Wednesday, February 18, 2009

New Intel Related Articles On Wikipedia (Wikipedia)

One of the assignments I give the grad students in my Intelligence Communications class is to write a Wikipedia article on something that is both "intelligence related" and that has not been covered before on Wikipedia. Last year's class generated a good crop of articles and this year's class -- while extending the definition of "intelligence-related" somewhat -- is no different. The articles recently posted include:

There are several learning objectives I try to address with this assignment. First, I want the students to learn how to evaluate tertiary source articles. I think the best way to learn what goes into such an article and what stays out of it is to actually write one themseleves. I think it gives a greater appreciation for the uses and limits of tertiary sources.

Second, I want them to experience a "critical audience". Students rarely have to attempt to please anyone other than a professor and they soon learn to game the prof (no tut-tutting from the cheap seats; we have all been there...). Wikipedia, in my experience, actually has an intelligent and varied group of editors who often critically review (in the discussion tab) articles.

Some of the criticism is warranted and some is downright wrong. Learning how to distinguish the two is an important skill in my estimation. Even when these editors don't engage a particular article, the mere possibility that they might tends to raise the bar in ways that provide for a unique learning experience.

Third, I have often thought that the quantity of intelligence related material on Wikipedia is fairly low. What is there is often good but there seems (to me) to be big holes where you would expect someone to have written at least something on the topic.
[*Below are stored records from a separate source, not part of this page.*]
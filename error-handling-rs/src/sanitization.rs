//! # Error Sanitization
//!
//! Error text produced by transports and child processes can echo
//! credentials back (request headers, URLs with keys). Everything shown to
//! the operator or written to the interaction log passes through here first.

use once_cell::sync::Lazy;
use regex::Regex;

// Static regex patterns for sensitive information detection
static SENSITIVE_PATTERNS: Lazy<Vec<Regex>> = Lazy::new(|| {
    [
        // API keys, tokens, credentials given as key=value
        r#"(?i)(api[_-]?key|token|secret|password|credential)s?["']?\s*[=:]\s*["']?([^"'\s&]+)"#,
        // OAuth 2.0 tokens
        r"(?i)bearer\s+([a-zA-Z0-9\._\-]+)",
        // JWTs
        r"eyJ[a-zA-Z0-9\-_]+\.eyJ[a-zA-Z0-9\-_]+\.[a-zA-Z0-9\-_]+",
        // Provider style secret keys
        r"\bsk-[a-zA-Z0-9\-_]{16,}",
    ]
    .iter()
    .filter_map(|p| Regex::new(p).ok())
    .collect()
});

/// Sanitizes a message by removing sensitive information
pub fn sanitize_message(message: &str) -> String {
    let mut sanitized = message.to_string();

    for pattern in SENSITIVE_PATTERNS.iter() {
        sanitized = pattern
            .replace_all(&sanitized, |caps: &regex::Captures| {
                if caps.len() > 2 {
                    // Keep the key name but redact the value
                    format!("{}=[REDACTED]", &caps[1])
                } else {
                    "[REDACTED]".to_string()
                }
            })
            .to_string();
    }

    sanitized
}

/// Cut `text` to at most `max_chars` characters, marking the cut with `...`.
///
/// Counts characters, not bytes, so multi-byte output is never split.
pub fn truncate_for_display(text: &str, max_chars: usize) -> String {
    let trimmed = text.trim();
    match trimmed.char_indices().nth(max_chars) {
        Some((byte_idx, _)) => format!("{}...", trimmed[..byte_idx].trim_end()),
        None => trimmed.to_string(),
    }
}
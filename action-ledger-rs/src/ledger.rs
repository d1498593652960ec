// action-ledger-rs/src/ledger.rs
// Append-only JSON-lines ledger with a SHA-256 hash chain.
//
// Each line is a LedgerEntry. `hash` is SHA-256(prev_hash || canonical JSON of
// `record`), where the canonical form is serde_json's rendering of the record
// as a `Value` (object keys sorted). The first entry chains from GENESIS_HASH.

use std::fs::{self, File, OpenOptions};
use std::io::{BufRead, BufReader, Write};
use std::path::{Path, PathBuf};
use std::sync::Mutex;

use serde::{Deserialize, Serialize};
use serde_json::Value;
use sha2::{Digest, Sha256};

use crate::record::InteractionRecord;

/// Chain head of an empty ledger.
pub const GENESIS_HASH: &str = "0000000000000000000000000000000000000000000000000000000000000000";

/// One line of the ledger file.
#[derive(Debug, Clone, PartialEq, Serialize, Deserialize)]
pub struct LedgerEntry {
    pub sequence: u64,
    pub prev_hash: String,
    pub hash: String,
    pub record: Value,
}

/// Errors produced by the ledger.
#[derive(Debug, thiserror::Error)]
pub enum LedgerError {
    #[error("io error: {0}")]
    Io(#[from] std::io::Error),

    #[error("serialization error: {0}")]
    Serde(#[from] serde_json::Error),

    #[error("ledger corrupted at line {line}: {reason}")]
    Corrupted { line: usize, reason: String },

    #[error("ledger lock poisoned")]
    LockPoisoned,
}

struct ChainHead {
    sequence: u64,
    hash: String,
}

/// Append-only interaction ledger.
pub struct ActionLedger {
    path: PathBuf,
    head: Mutex<ChainHead>,
}

impl ActionLedger {
    /// Open or create the ledger at `path`.
    ///
    /// An existing file is verified end to end to rebuild the chain head; a
    /// broken chain is an error rather than something to append to.
    pub fn open(path: impl AsRef<Path>) -> Result<Self, LedgerError> {
        let path = path.as_ref().to_path_buf();
        if let Some(parent) = path.parent() {
            if !parent.as_os_str().is_empty() {
                fs::create_dir_all(parent)?;
            }
        }

        let head = if path.exists() {
            rebuild_chain_head(&path)?
        } else {
            ChainHead {
                sequence: 0,
                hash: GENESIS_HASH.to_string(),
            }
        };

        tracing::debug!(path = %path.display(), entries = head.sequence, "Opened interaction ledger");

        Ok(Self {
            path,
            head: Mutex::new(head),
        })
    }

    pub fn path(&self) -> &Path {
        &self.path
    }

    /// Number of entries written so far.
    pub fn len(&self) -> Result<u64, LedgerError> {
        let head = self.head.lock().map_err(|_| LedgerError::LockPoisoned)?;
        Ok(head.sequence)
    }

    pub fn is_empty(&self) -> Result<bool, LedgerError> {
        Ok(self.len()? == 0)
    }

    /// Append one record. Previous lines are never modified.
    pub fn append(&self, record: &InteractionRecord) -> Result<LedgerEntry, LedgerError> {
        let record = serde_json::to_value(record)?;

        let mut head = self.head.lock().map_err(|_| LedgerError::LockPoisoned)?;
        let hash = chain_hash(&head.hash, &record)?;
        let entry = LedgerEntry {
            sequence: head.sequence + 1,
            prev_hash: head.hash.clone(),
            hash,
            record,
        };

        let mut line = serde_json::to_vec(&entry)?;
        line.push(b'\n');

        let mut file = OpenOptions::new()
            .create(true)
            .append(true)
            .open(&self.path)?;
        file.write_all(&line)?;
        file.flush()?;

        head.sequence = entry.sequence;
        head.hash = entry.hash.clone();

        Ok(entry)
    }

    /// Check every entry of the ledger at `path` and return how many there are.
    pub fn verify(path: impl AsRef<Path>) -> Result<u64, LedgerError> {
        Ok(rebuild_chain_head(path.as_ref())?.sequence)
    }

    /// Read back all records. For audits and tests; the pipeline never reads.
    pub fn read_records(path: impl AsRef<Path>) -> Result<Vec<InteractionRecord>, LedgerError> {
        let reader = BufReader::new(File::open(path.as_ref())?);
        let mut records = Vec::new();
        for line in reader.lines() {
            let line = line?;
            if line.trim().is_empty() {
                continue;
            }
            let entry: LedgerEntry = serde_json::from_str(&line)?;
            records.push(serde_json::from_value(entry.record)?);
        }
        Ok(records)
    }
}

fn chain_hash(prev_hash: &str, record: &Value) -> Result<String, LedgerError> {
    let canonical = serde_json::to_vec(record)?;
    let mut hasher = Sha256::new();
    hasher.update(prev_hash.as_bytes());
    hasher.update(&canonical);
    Ok(to_hex(&hasher.finalize()))
}

fn to_hex(bytes: &[u8]) -> String {
    bytes.iter().map(|b| format!("{:02x}", b)).collect()
}

fn rebuild_chain_head(path: &Path) -> Result<ChainHead, LedgerError> {
    let reader = BufReader::new(File::open(path)?);
    let mut head = ChainHead {
        sequence: 0,
        hash: GENESIS_HASH.to_string(),
    };

    for (index, line) in reader.lines().enumerate() {
        let line_no = index + 1;
        let line = line?;
        if line.trim().is_empty() {
            continue;
        }

        let entry: LedgerEntry =
            serde_json::from_str(&line).map_err(|e| LedgerError::Corrupted {
                line: line_no,
                reason: format!("unreadable entry: {}", e),
            })?;

        if entry.sequence != head.sequence + 1 {
            return Err(LedgerError::Corrupted {
                line: line_no,
                reason: format!(
                    "expected sequence {}, found {}",
                    head.sequence + 1,
                    entry.sequence
                ),
            });
        }
        if entry.prev_hash != head.hash {
            return Err(LedgerError::Corrupted {
                line: line_no,
                reason: "previous hash does not match chain".to_string(),
            });
        }
        if chain_hash(&entry.prev_hash, &entry.record)? != entry.hash {
            return Err(LedgerError::Corrupted {
                line: line_no,
                reason: "hash mismatch; possible tampering".to_string(),
            });
        }

        head.sequence = entry.sequence;
        head.hash = entry.hash;
    }

    Ok(head)
}
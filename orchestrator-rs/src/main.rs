// orchestrator-rs/src/main.rs
// Console front-end for the Nova assistant

use std::collections::{HashMap, VecDeque};
use std::io::Write;
use std::sync::Arc;

use action_ledger::{ActionLedger, CompositeSink, LedgerSink, TracingSink};
use anyhow::Context;
use config_rs::AssistantConfig;
use error_handling::{init_logging, LoggingConfig};
use executor::CommandExecutor;
use llm_client::{detect_os_distro, LLMClient, LlmConfig};
use orchestrator::{
    messages, ChannelConfirmationPrompt, MessageSource, PendingConfirmation, PipelineDeps,
    PipelineOrchestrator, PipelineSettings, PipelineState, PresentationSink, RequestHandle,
};
use safety_gate::{Policy, PolicyHandle};
use tokio::io::{AsyncBufReadExt, BufReader};
use tokio::sync::mpsc;

const HELP: &str = "\
Type a request in plain language, or:
  :confirm on|off   ask before every command (unsafe commands always ask)
  :policy           show the current policy
  :cancel <id>      cancel a request that has not started executing
  exit | quit       leave";

// 1. Presentation

struct ConsolePresentation;

impl PresentationSink for ConsolePresentation {
    fn on_status_update(&self, request_id: u64, text: &str) {
        println!("  [#{}] {}", request_id, text);
    }

    fn on_state_change(&self, request_id: u64, state: PipelineState) {
        tracing::trace!(request_id, state = %state, mood = ?state.mood(), "Presentation state");
    }

    fn on_message(&self, request_id: u64, source: MessageSource, text: &str) {
        println!("[#{}] {}: {}", request_id, source, text);
    }
}

// 2. Input handling

#[derive(Debug, PartialEq, Eq)]
enum ConsoleInput {
    Empty,
    Exit,
    Help,
    Answer(bool),
    SetConfirm(bool),
    ShowPolicy,
    Cancel(u64),
    Invalid(String),
    Request(String),
}
// orchestrator-rs/src/state.rs

use std::fmt;

use serde::Serialize;

/// Per-request pipeline state.
///
/// ```text
/// Idle -> Classifying -> Conversing -> Done
///                     -> GateChecking -> Blocked
///                                     -> [AwaitingConfirmation -> Cancelled]
///                                     -> Executing -> [Summarizing] -> Done
/// ```
///
/// Any non-terminal state may also end in `Failed` or `Cancelled`.
#[derive(Debug, Clone, Copy, PartialEq, Eq, Hash, Serialize)]
#[serde(rename_all = "snake_case")]
pub enum PipelineState {
    Idle,
    Classifying,
    Conversing,
    GateChecking,
    AwaitingConfirmation,
    Executing,
    Summarizing,
    Done,
    Blocked,
    Cancelled,
    Failed,
}

impl PipelineState {
    pub fn is_terminal(&self) -> bool {
        matches!(
            self,
            PipelineState::Done
                | PipelineState::Blocked
                | PipelineState::Cancelled
                | PipelineState::Failed
        )
    }

    pub fn as_str(&self) -> &'static str {
        match self {
            PipelineState::Idle => "idle",
            PipelineState::Classifying => "classifying",
            PipelineState::Conversing => "conversing",
            PipelineState::GateChecking => "gate_checking",
            PipelineState::AwaitingConfirmation => "awaiting_confirmation",
            PipelineState::Executing => "executing",
            PipelineState::Summarizing => "summarizing",
            PipelineState::Done => "done",
            PipelineState::Blocked => "blocked",
            PipelineState::Cancelled => "cancelled",
            PipelineState::Failed => "failed",
        }
    }

    /// How a front-end should depict the assistant while in this state.
    pub fn mood(&self) -> AssistantMood {
        match self {
            PipelineState::Classifying
            | PipelineState::GateChecking
            | PipelineState::Executing
            | PipelineState::Summarizing => AssistantMood::Processing,
            PipelineState::Idle
            | PipelineState::AwaitingConfirmation
            | PipelineState::Blocked
            | PipelineState::Cancelled => AssistantMood::Idle,
            PipelineState::Conversing | PipelineState::Done => AssistantMood::Speaking,
            PipelineState::Failed => AssistantMood::Error,
        }
    }
}

impl fmt::Display for PipelineState {
    fn fmt(&self, f: &mut fmt::Formatter<'_>) -> fmt::Result {
        f.write_str(self.as_str())
    }
}

/// Visual state of the assistant.
#[derive(Debug, Clone, Copy, PartialEq, Eq, Hash, Serialize)]
#[serde(rename_all = "snake_case")]
pub enum AssistantMood {
    Idle,
    Processing,
    Speaking,
    Error,
}
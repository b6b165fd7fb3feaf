//! Miro-style REST v2 client.
//!
//! Thin HTTP wrapper for `/boards/{id}/frames`, `/sticky_notes` and
//! `/connectors`. Wire bodies and response parsing are pure functions so they
//! can be tested without a server. Every request first waits on the client's
//! [`RateLimiter`]; an HTTP 429 is retried after `Retry-After` (or an
//! exponential backoff when absent) up to `max_retries` times.

use std::time::Duration;

use reqwest::Url;
use reqwest::header::{HeaderMap, RETRY_AFTER};
use tracing::{debug, warn};

use super::{CanvasClient, CanvasError, NewConnector, NewFrame, NewNote};
use crate::config::CanvasConfig;
use crate::rate_limit::RateLimiter;

/// Backoff ceiling when the server sends no `Retry-After`.
const MAX_BACKOFF_SECS: u64 = 30;

// =============================================================================
// CLIENT
// =============================================================================

pub struct MiroClient {
    http: reqwest::Client,
    base_url: String,
    token: String,
    limiter: RateLimiter,
    max_retries: u32,
}

impl MiroClient {
    /// Build a client with its own rate limiter.
    ///
    /// # Errors
    ///
    /// Returns `HttpClientBuild` if the HTTP client cannot be constructed.
    pub fn new(config: &CanvasConfig) -> Result<Self, CanvasError> {
        let http = reqwest::Client::builder()
            .timeout(Duration::from_secs(config.timeouts.request_secs))
            .connect_timeout(Duration::from_secs(config.timeouts.connect_secs))
            .build()
            .map_err(|e| CanvasError::HttpClientBuild(e.to_string()))?;
        Ok(Self {
            http,
            base_url: config.base_url.clone(),
            token: config.token.clone(),
            limiter: RateLimiter::new(config.rate_limit),
            max_retries: config.max_retries,
        })
    }

    /// Share a limiter with other clients of the same account.
    #[must_use]
    pub fn with_limiter(mut self, limiter: RateLimiter) -> Self {
        self.limiter = limiter;
        self
    }

    async fn post<B: serde::Serialize + Sync>(
        &self,
        board_id: &str,
        kind: &str,
        body: &B,
    ) -> Result<String, CanvasError> {
        let url = item_url(&self.base_url, board_id, kind)?;
        let mut retries = 0;

        loop {
            self.limiter.acquire().await;

            let response = self
                .http
                .post(url.clone())
                .bearer_auth(&self.token)
                .json(body)
                .send()
                .await
                .map_err(|e| CanvasError::ApiRequest(e.to_string()))?;

            let status = response.status().as_u16();
            let retry_after = retry_after_header(response.headers());
            let text = response
                .text()
                .await
                .map_err(|e| CanvasError::ApiRequest(e.to_string()))?;

            match status {
                200..=299 => {
                    let id = parse_created_id(&text)?;
                    debug!(kind, %id, "canvas item created");
                    return Ok(id);
                }
                429 if retries < self.max_retries => {
                    retries += 1;
                    let wait = retry_after.unwrap_or_else(|| backoff(retries));
                    warn!(kind, attempt = retries, wait_secs = wait.as_secs(), "canvas returned 429; backing off");
                    tokio::time::sleep(wait).await;
                }
                429 => return Err(CanvasError::RateLimited { attempts: retries + 1 }),
                _ => return Err(CanvasError::ApiResponse { status, body: text }),
            }
        }
    }
}

#[async_trait::async_trait]
impl CanvasClient for MiroClient {
    async fn create_frame(&self, board_id: &str, frame: &NewFrame) -> Result<String, CanvasError> {
        self.post(board_id, "frames", &frame_body(frame)).await
    }

    async fn create_note(&self, board_id: &str, note: &NewNote) -> Result<String, CanvasError> {
        self.post(board_id, "sticky_notes", &note_body(note)).await
    }

    async fn create_connector(&self, board_id: &str, connector: &NewConnector) -> Result<String, CanvasError> {
        self.post(board_id, "connectors", &connector_body(connector)).await
    }
}

// =============================================================================
// WIRE TYPES
// =============================================================================

#[derive(Debug, serde::Serialize)]
struct Position {
    x: f64,
    y: f64,
    origin: &'static str,
}

#[derive(Debug, serde::Serialize)]
struct ItemRef<'a> {
    id: &'a str,
}

#[derive(Debug, serde::Serialize)]
struct FrameBody<'a> {
    data: FrameData<'a>,
    style: FillStyle<'a>,
    position: Position,
    geometry: FrameGeometry,
}

#[derive(Debug, serde::Serialize)]
struct FrameData<'a> {
    title: &'a str,
    format: &'static str,
    #[serde(rename = "type")]
    kind: &'static str,
}

#[derive(Debug, serde::Serialize)]
#[serde(rename_all = "camelCase")]
struct FillStyle<'a> {
    fill_color: &'a str,
}

#[derive(Debug, serde::Serialize)]
struct FrameGeometry {
    width: f64,
    height: f64,
}

#[derive(Debug, serde::Serialize)]
struct NoteBody<'a> {
    data: NoteData<'a>,
    style: FillStyle<'a>,
    position: Position,
    geometry: NoteGeometry,
    parent: ItemRef<'a>,
}

#[derive(Debug, serde::Serialize)]
struct NoteData<'a> {
    content: &'a str,
    shape: &'static str,
}

#[derive(Debug, serde::Serialize)]
struct NoteGeometry {
    width: f64,
}

#[derive(Debug, serde::Serialize)]
#[serde(rename_all = "camelCase")]
struct ConnectorBody<'a> {
    start_item: ItemRef<'a>,
    end_item: ItemRef<'a>,
    style: StrokeStyle<'a>,
}

#[derive(Debug, serde::Serialize)]
#[serde(rename_all = "camelCase")]
struct StrokeStyle<'a> {
    stroke_color: &'a str,
}

#[derive(serde::Deserialize)]
struct CreatedItem {
    id: String,
}

// =============================================================================
// BODIES
// =============================================================================

/// The API positions items by center; frames are laid out by corner.
fn frame_body(frame: &NewFrame) -> FrameBody<'_> {
    FrameBody {
        data: FrameData { title: &frame.title, format: "custom", kind: "freeform" },
        style: FillStyle { fill_color: &frame.fill_hex },
        position: Position {
            x: frame.x + frame.width / 2.0,
            y: frame.y + frame.height / 2.0,
            origin: "center",
        },
        geometry: FrameGeometry { width: frame.width, height: frame.height },
    }
}

fn note_body(note: &NewNote) -> NoteBody<'_> {
    NoteBody {
        data: NoteData { content: &note.text, shape: "square" },
        style: FillStyle { fill_color: &note.color },
        position: Position { x: note.x, y: note.y, origin: "center" },
        geometry: NoteGeometry { width: note.width },
        parent: ItemRef { id: &note.parent_id },
    }
}

fn connector_body(connector: &NewConnector) -> ConnectorBody<'_> {
    ConnectorBody {
        start_item: ItemRef { id: &connector.start_id },
        end_item: ItemRef { id: &connector.end_id },
        style: StrokeStyle { stroke_color: &connector.stroke_hex },
    }
}

// =============================================================================
// PARSING
// =============================================================================

/// `{base}/boards/{board_id}/{kind}` with the board id percent-encoded.
fn item_url(base_url: &str, board_id: &str, kind: &str) -> Result<Url, CanvasError> {
    let mut url = Url::parse(base_url).map_err(|e| CanvasError::ApiRequest(format!("bad base url {base_url}: {e}")))?;
    url.path_segments_mut()
        .map_err(|()| CanvasError::ApiRequest(format!("base url cannot take a path: {base_url}")))?
        .pop_if_empty()
        .extend(["boards", board_id, kind]);
    Ok(url)
}

fn parse_created_id(json: &str) -> Result<String, CanvasError> {
    let item: CreatedItem = serde_json::from_str(json).map_err(|e| CanvasError::ApiParse(e.to_string()))?;
    Ok(item.id)
}

fn retry_after_header(headers: &HeaderMap) -> Option<Duration> {
    parse_retry_after(headers.get(RETRY_AFTER)?.to_str().ok()?)
}

/// Only the delay-seconds form is honored; HTTP dates fall back to backoff.
fn parse_retry_after(raw: &str) -> Option<Duration> {
    raw.trim().parse::<u64>().ok().map(Duration::from_secs)
}

/// 1s, 2s, 4s, ... capped at [`MAX_BACKOFF_SECS`].
fn backoff(attempt: u32) -> Duration {
    let exp = attempt.saturating_sub(1).min(16);
    Duration::from_secs((1_u64 << exp).min(MAX_BACKOFF_SECS))
}

#[cfg(test)]
#[path = "miro_test.rs"]
mod tests;
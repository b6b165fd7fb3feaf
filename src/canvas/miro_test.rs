use std::time::Duration;

use tokio::io::{AsyncReadExt, AsyncWriteExt};
use tokio::net::{TcpListener, TcpStream};

use super::*;
use crate::config::{CanvasConfig, CanvasTimeouts};
use crate::error::ErrorCode;
use crate::rate_limit::RateLimitConfig;

fn test_config(base_url: &str, max_retries: u32) -> CanvasConfig {
    CanvasConfig {
        token: "test-token".into(),
        base_url: base_url.into(),
        rate_limit: RateLimitConfig::default(),
        max_retries,
        timeouts: CanvasTimeouts { request_secs: 5, connect_secs: 5 },
    }
}

fn sample_frame() -> NewFrame {
    NewFrame { title: "^A$".into(), fill_hex: "#f0939d".into(), x: 0.0, y: 0.0, width: 2000.0, height: 270.0 }
}

fn http_response(status: &str, extra_headers: &str, body: &str) -> String {
    format!(
        "HTTP/1.1 {status}\r\nContent-Type: application/json\r\nContent-Length: {}\r\nConnection: close\r\n{extra_headers}\r\n{body}",
        body.len()
    )
}

fn content_length(head: &str) -> usize {
    head.lines()
        .filter_map(|line| line.split_once(':'))
        .find(|(name, _)| name.eq_ignore_ascii_case("content-length"))
        .and_then(|(_, value)| value.trim().parse().ok())
        .unwrap_or(0)
}

async fn read_request(stream: &mut TcpStream) -> String {
    let mut buf = Vec::new();
    let mut chunk = [0_u8; 4096];
    loop {
        let n = stream.read(&mut chunk).await.unwrap();
        if n == 0 {
            break;
        }
        buf.extend_from_slice(&chunk[..n]);
        if let Some(end) = buf.windows(4).position(|w| w == b"\r\n\r\n") {
            let head = String::from_utf8_lossy(&buf[..end]).to_string();
            if buf.len() >= end + 4 + content_length(&head) {
                break;
            }
        }
    }
    String::from_utf8_lossy(&buf).to_string()
}

/// Serve one canned response per connection, returning the raw requests.
async fn serve(responses: Vec<String>) -> (String, tokio::task::JoinHandle<Vec<String>>) {
    let listener = TcpListener::bind("127.0.0.1:0").await.unwrap();
    let addr = listener.local_addr().unwrap();
    let handle = tokio::spawn(async move {
        let mut requests = Vec::new();
        for response in responses {
            let (mut stream, _) = listener.accept().await.unwrap();
            requests.push(read_request(&mut stream).await);
            stream.write_all(response.as_bytes()).await.unwrap();
            stream.shutdown().await.unwrap();
        }
        requests
    });
    (format!("http://{addr}/v2"), handle)
}

// =============================================================================
// PURE HELPERS
// =============================================================================

#[test]
fn frame_body_positions_by_center() {
    let body = serde_json::to_value(frame_body(&sample_frame())).unwrap();
    assert_eq!(
        body,
        serde_json::json!({
            "data": { "title": "^A$", "format": "custom", "type": "freeform" },
            "style": { "fillColor": "#f0939d" },
            "position": { "x": 1000.0, "y": 135.0, "origin": "center" },
            "geometry": { "width": 2000.0, "height": 270.0 }
        })
    );
}

#[test]
fn note_body_references_parent() {
    let note = NewNote {
        parent_id: "frame-1".into(),
        text: "A".into(),
        color: "red".into(),
        x: 100.0,
        y: 135.0,
        width: 200.0,
    };
    let body = serde_json::to_value(note_body(&note)).unwrap();
    assert_eq!(body["parent"]["id"], "frame-1");
    assert_eq!(body["data"]["content"], "A");
    assert_eq!(body["style"]["fillColor"], "red");
    assert_eq!(body["position"]["x"], 100.0);
    assert_eq!(body["geometry"]["width"], 200.0);
}

#[test]
fn connector_body_uses_camel_case() {
    let connector = NewConnector { start_id: "n1".into(), end_id: "n2".into(), stroke_hex: "#808080".into() };
    let body = serde_json::to_value(connector_body(&connector)).unwrap();
    assert_eq!(
        body,
        serde_json::json!({
            "startItem": { "id": "n1" },
            "endItem": { "id": "n2" },
            "style": { "strokeColor": "#808080" }
        })
    );
}

#[test]
fn item_url_appends_board_path() {
    let url = item_url("https://api.miro.com/v2", "uXjV=", "frames").unwrap();
    assert_eq!(url.as_str(), "https://api.miro.com/v2/boards/uXjV=/frames");

    let url = item_url("https://api.miro.com/v2/", "a/b", "connectors").unwrap();
    assert_eq!(url.as_str(), "https://api.miro.com/v2/boards/a%2Fb/connectors");
}

#[test]
fn item_url_rejects_bad_base() {
    let err = item_url("not a url", "b", "frames").unwrap_err();
    assert!(matches!(err, CanvasError::ApiRequest(_)));
}

#[test]
fn parse_created_id_reads_id() {
    assert_eq!(parse_created_id(r#"{"id":"3458764","type":"frame"}"#).unwrap(), "3458764");
}

#[test]
fn parse_created_id_rejects_bad_json() {
    let err = parse_created_id("not json").unwrap_err();
    assert!(matches!(err, CanvasError::ApiParse(_)));
    assert_eq!(err.error_code(), "E_CANVAS_PARSE");
}

#[test]
fn parse_retry_after_accepts_seconds_only() {
    assert_eq!(parse_retry_after(" 3 "), Some(Duration::from_secs(3)));
    assert_eq!(parse_retry_after("Wed, 21 Oct 2015 07:28:00 GMT"), None);
}

#[test]
fn backoff_doubles_and_caps() {
    assert_eq!(backoff(1), Duration::from_secs(1));
    assert_eq!(backoff(2), Duration::from_secs(2));
    assert_eq!(backoff(4), Duration::from_secs(8));
    assert_eq!(backoff(10), Duration::from_secs(MAX_BACKOFF_SECS));
}

// =============================================================================
// HTTP
// =============================================================================

#[tokio::test]
async fn create_frame_posts_with_bearer_token() {
    let (base, server) = serve(vec![http_response("201 Created", "", r#"{"id":"f-1"}"#)]).await;
    let client = MiroClient::new(&test_config(&base, 0)).unwrap();

    let id = client.create_frame("board-1", &sample_frame()).await.unwrap();
    assert_eq!(id, "f-1");

    let requests = server.await.unwrap();
    assert_eq!(requests.len(), 1);
    assert!(requests[0].starts_with("POST /v2/boards/board-1/frames "));
    assert!(requests[0].to_ascii_lowercase().contains("authorization: bearer test-token"));
    assert!(requests[0].contains(r##""fillColor":"#f0939d""##));
}

#[tokio::test]
async fn rate_limited_response_is_retried() {
    let (base, server) = serve(vec![
        http_response("429 Too Many Requests", "Retry-After: 0\r\n", "{}"),
        http_response("201 Created", "", r#"{"id":"c-1"}"#),
    ])
    .await;
    let client = MiroClient::new(&test_config(&base, 2)).unwrap();
    let connector = NewConnector { start_id: "a".into(), end_id: "b".into(), stroke_hex: "#000000".into() };

    let id = client.create_connector("board-1", &connector).await.unwrap();
    assert_eq!(id, "c-1");
    assert_eq!(server.await.unwrap().len(), 2);
}

#[tokio::test]
async fn retries_are_bounded() {
    let limited = http_response("429 Too Many Requests", "Retry-After: 0\r\n", "{}");
    let (base, server) = serve(vec![limited.clone(), limited.clone(), limited]).await;
    let client = MiroClient::new(&test_config(&base, 2)).unwrap();

    let err = client.create_frame("board-1", &sample_frame()).await.unwrap_err();
    assert_eq!(err, CanvasError::RateLimited { attempts: 3 });
    assert!(err.retryable());
    assert_eq!(server.await.unwrap().len(), 3);
}

#[tokio::test]
async fn error_status_is_not_retried() {
    let (base, server) = serve(vec![http_response("400 Bad Request", "", r#"{"message":"bad"}"#)]).await;
    let client = MiroClient::new(&test_config(&base, 5)).unwrap();

    let err = client.create_frame("board-1", &sample_frame()).await.unwrap_err();
    assert!(matches!(&err, CanvasError::ApiResponse { status: 400, body } if body.contains("bad")));
    assert!(!err.retryable());
    assert_eq!(server.await.unwrap().len(), 1);
}

#[tokio::test]
async fn shared_limiter_counts_every_call() {
    let (base, server) = serve(vec![
        http_response("201 Created", "", r#"{"id":"n-1"}"#),
        http_response("201 Created", "", r#"{"id":"n-2"}"#),
    ])
    .await;
    let limiter = RateLimiter::default();
    let client = MiroClient::new(&test_config(&base, 0)).unwrap().with_limiter(limiter.clone());
    let note = NewNote { parent_id: "f".into(), text: "A".into(), color: "red".into(), x: 0.0, y: 0.0, width: 200.0 };

    client.create_note("board-1", &note).await.unwrap();
    client.create_note("board-1", &note).await.unwrap();
    assert_eq!(limiter.recorded(), 2);
    assert_eq!(server.await.unwrap().len(), 2);
}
Filling some of these holes (remember, I only allow students to cover topics about which nothing has been written), seems to be a good way for graduate students to add something useful (even if it is only an outline) to their discipline and to the resource which Wikipedia has become.

Finally, most of our students go on to work inside the US national security community somewhere and I am well-aware that Intellipedia uses the same platform (MediaWiki) as Wikipedia. It seems to make sense, from an educational standpoint, that our students learn how to use that software before they get into the community.


Anonymous said...

I don't get it, I thought we were wikipedia?!

Thomas Hobbes said...

Good stuff. I agree with your reasoning on all fronts, in particular your desire giving them experience with using Wikipedia-based software. When I worked at the intel production facility in Dayton, Ohio, I was designated the Intellipedia Guy for my office. I had no experience with it, so it was a lot of trail and error. I had written for a critical audience before, but some exposure to the wickets of Wikis would have come in handy.